*** Opening Data records ***

use std::collections::BTreeMap;

use crate::registry::{MineralInputMode, TemplateVersionDef};

/// Prefix of the synthetic keys given to reporter-typed minerals (`other-0`, `other-1`, ...).
pub const OTHER_MINERAL_PREFIX: &str = "other-";

pub fn other_mineral_key(index: usize) -> String {
    format!("{OTHER_MINERAL_PREFIX}{index}")
}

/// `"other-3"` -> `Some(3)`.
pub fn parse_other_mineral_key(key: &str) -> Option<usize> {
    key.strip_prefix(OTHER_MINERAL_PREFIX)?.parse().ok()
}

/// Mineral keys currently in scope for a report.
///
/// Fixed templates always cover every declared mineral. Dropdown templates cover the selected
/// ones plus one `other-i` key per non-empty custom label when `other` is selected. Free-text
/// templates cover the declared key at each slot whose custom label is non-empty.
pub fn active_mineral_keys(
    def: &TemplateVersionDef,
    selected: &[String],
    custom: &[String],
) -> Vec<String> {
    let scope = &def.mineral_scope;
    match scope.mode {
        MineralInputMode::Fixed => scope.keys().map(str::to_string).collect(),
        MineralInputMode::DynamicDropdown => {
            let is_selected = |key: &str| selected.iter().any(|s| s == key);
            let mut keys: Vec<String> = scope
                .keys()
                .filter(|&k| k != "other" && is_selected(k))
                .map(str::to_string)
                .collect();
            if is_selected("other") {
                keys.extend(
                    custom
                        .iter()
                        .enumerate()
                        .filter(|(_, label)| !label.trim().is_empty())
                        .map(|(i, _)| other_mineral_key(i)),
                );
            }
            keys
        }
        MineralInputMode::FreeText => scope
            .keys()
            .enumerate()
            .filter(|(i, _)| custom.get(*i).is_some_and(|l| !l.trim().is_empty()))
            .map(|(_, k)| k.to_string())
            .collect(),
    }
}

/// Reporter-typed labels keyed by the mineral key they stand for.
pub fn custom_mineral_labels(
    def: &TemplateVersionDef,
    selected: &[String],
    custom: &[String],
) -> BTreeMap<String, String> {
    let mut labels = BTreeMap::new();
    match def.mineral_scope.mode {
        MineralInputMode::FreeText => {
            for (i, key) in def.mineral_scope.keys().enumerate() {
                if let Some(label) = custom.get(i).map(|l| l.trim()).filter(|l| !l.is_empty()) {
                    labels.insert(key.to_string(), label.to_string());
                }
            }
        }
        MineralInputMode::DynamicDropdown if selected.iter().any(|s| s == "other") => {
            for (i, label) in custom.iter().enumerate() {
                let label = label.trim();
                if !label.is_empty() {
                    labels.insert(other_mineral_key(i), label.to_string());
                }
            }
        }
        _ => {}
    }
    labels
}

#[cfg(test)]
mod tests {
    use super::*;
    use crate::registry::{version_def, TemplateType};
    use pretty_assertions::assert_eq;

    fn strings(values: &[&str]) -> Vec<String> {
        values.iter().map(|s| s.to_string()).collect()
    }

    #[test]
    fn parses_other_keys() {
        assert_eq!(parse_other_mineral_key("other-3"), Some(3));
        assert_eq!(parse_other_mineral_key("other-"), None);
        assert_eq!(parse_other_mineral_key("other"), None);
        assert_eq!(parse_other_mineral_key("cobalt"), None);
    }

    #[test]
    fn fixed_scope_is_always_everything() {
        let def = version_def(TemplateType::Cmrt, "6.5").unwrap();
        assert_eq!(
            active_mineral_keys(def, &[], &[]),
            strings(&["tantalum", "tin", "gold", "tungsten"])
        );
    }

    #[test]
    fn dropdown_scope_follows_declaration_order_and_other_slots() {
        let def = version_def(TemplateType::Amrt, "1.3").unwrap();
        let selected = strings(&["zinc", "other", "aluminum"]);
        let custom = strings(&["Cobalt", "  ", "Tin"]);
        assert_eq!(
            active_mineral_keys(def, &selected, &custom),
            strings(&["aluminum", "zinc", "other-0", "other-2"])
        );

        let labels = custom_mineral_labels(def, &selected, &custom);
        assert_eq!(labels.get("other-2").map(String::as_str), Some("Tin"));
        assert_eq!(labels.len(), 2);
    }

    #[test]
    fn free_text_scope_uses_filled_slots() {
        let def = version_def(TemplateType::Amrt, "1.1").unwrap();
        let custom = strings(&["Aluminium", "", "Lithium"]);
        assert_eq!(
            active_mineral_keys(def, &[], &custom),
            strings(&["aluminum", "lithium"])
        );
    }
}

*** Closing Data records ***

* Description of the task *
Wherever a line in the data above contains the word "aluminum", copy that line.

* Response box *
        let selected = strings(&["zinc", "other", "aluminum"]);
            strings(&["aluminum", "zinc", "other-0", "other-2"])
            strings(&["aluminum", "lithium"])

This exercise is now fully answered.